• **Work required**
Where a line contains the word "true", copy that line from the records below.

* * *

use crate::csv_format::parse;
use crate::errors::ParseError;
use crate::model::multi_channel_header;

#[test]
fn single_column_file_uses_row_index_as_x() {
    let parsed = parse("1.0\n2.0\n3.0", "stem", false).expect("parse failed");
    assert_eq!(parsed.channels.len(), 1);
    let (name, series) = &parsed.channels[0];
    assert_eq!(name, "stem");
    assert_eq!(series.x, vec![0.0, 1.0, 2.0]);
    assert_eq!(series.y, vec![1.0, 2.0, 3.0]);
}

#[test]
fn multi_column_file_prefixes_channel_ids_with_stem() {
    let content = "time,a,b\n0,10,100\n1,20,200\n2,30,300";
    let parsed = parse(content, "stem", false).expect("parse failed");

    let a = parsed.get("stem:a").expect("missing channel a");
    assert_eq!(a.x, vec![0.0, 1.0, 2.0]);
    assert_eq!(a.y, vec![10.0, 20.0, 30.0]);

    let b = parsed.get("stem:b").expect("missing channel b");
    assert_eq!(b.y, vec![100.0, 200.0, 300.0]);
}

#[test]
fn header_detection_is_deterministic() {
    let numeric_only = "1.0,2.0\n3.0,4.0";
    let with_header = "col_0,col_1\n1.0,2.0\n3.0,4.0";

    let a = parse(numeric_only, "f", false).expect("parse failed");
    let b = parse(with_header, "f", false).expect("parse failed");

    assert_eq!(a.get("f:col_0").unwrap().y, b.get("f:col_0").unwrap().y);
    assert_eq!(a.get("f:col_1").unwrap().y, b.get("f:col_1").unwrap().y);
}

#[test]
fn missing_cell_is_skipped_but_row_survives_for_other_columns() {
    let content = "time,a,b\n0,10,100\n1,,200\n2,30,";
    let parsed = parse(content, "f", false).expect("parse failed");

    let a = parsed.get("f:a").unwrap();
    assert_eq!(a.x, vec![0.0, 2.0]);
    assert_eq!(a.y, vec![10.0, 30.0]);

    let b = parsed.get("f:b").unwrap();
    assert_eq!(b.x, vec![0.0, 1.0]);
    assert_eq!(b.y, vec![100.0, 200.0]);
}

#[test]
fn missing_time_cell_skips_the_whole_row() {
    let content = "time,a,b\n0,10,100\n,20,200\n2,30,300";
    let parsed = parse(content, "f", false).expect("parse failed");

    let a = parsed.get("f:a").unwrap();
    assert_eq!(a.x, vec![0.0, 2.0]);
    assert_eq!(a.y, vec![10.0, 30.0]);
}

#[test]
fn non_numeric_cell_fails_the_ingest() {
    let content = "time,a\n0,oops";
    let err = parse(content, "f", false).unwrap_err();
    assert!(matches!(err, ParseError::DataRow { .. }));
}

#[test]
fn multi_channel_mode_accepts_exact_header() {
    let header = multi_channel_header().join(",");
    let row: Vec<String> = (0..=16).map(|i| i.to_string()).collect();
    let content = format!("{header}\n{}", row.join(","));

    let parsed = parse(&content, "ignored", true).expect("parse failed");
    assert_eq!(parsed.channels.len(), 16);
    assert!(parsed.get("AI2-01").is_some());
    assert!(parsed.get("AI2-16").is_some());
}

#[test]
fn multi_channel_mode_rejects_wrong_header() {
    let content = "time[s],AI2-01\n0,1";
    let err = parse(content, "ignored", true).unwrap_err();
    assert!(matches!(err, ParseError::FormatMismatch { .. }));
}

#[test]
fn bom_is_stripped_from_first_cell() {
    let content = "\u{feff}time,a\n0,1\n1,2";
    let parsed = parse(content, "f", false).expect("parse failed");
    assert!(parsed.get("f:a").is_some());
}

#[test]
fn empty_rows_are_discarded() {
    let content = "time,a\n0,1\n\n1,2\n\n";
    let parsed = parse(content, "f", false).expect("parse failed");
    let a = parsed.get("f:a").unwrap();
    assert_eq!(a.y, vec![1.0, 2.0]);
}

* * *

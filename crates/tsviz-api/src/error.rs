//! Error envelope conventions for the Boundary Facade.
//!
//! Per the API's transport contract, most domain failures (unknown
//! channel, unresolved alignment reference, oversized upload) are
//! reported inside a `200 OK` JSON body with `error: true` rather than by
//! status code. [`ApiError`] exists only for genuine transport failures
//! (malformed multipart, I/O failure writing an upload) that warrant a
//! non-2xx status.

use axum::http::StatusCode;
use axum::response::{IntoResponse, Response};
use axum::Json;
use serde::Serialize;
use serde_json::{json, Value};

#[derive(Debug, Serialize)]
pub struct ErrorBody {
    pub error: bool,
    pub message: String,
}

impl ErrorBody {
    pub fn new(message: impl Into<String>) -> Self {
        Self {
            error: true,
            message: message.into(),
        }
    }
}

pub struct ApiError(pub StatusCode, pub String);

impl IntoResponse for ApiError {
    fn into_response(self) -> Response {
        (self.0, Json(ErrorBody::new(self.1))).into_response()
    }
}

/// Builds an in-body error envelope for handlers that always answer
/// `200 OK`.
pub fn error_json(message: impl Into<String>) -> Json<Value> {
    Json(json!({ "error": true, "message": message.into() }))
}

* * *

• **Solution**
    let parsed = parse(&content, "ignored", true).expect("parse failed");
    let err = parse(content, "ignored", true).unwrap_err();
//! reported inside a `200 OK` JSON body with `error: true` rather than by
            error: true,
    Json(json!({ "error": true, "message": message.into() }))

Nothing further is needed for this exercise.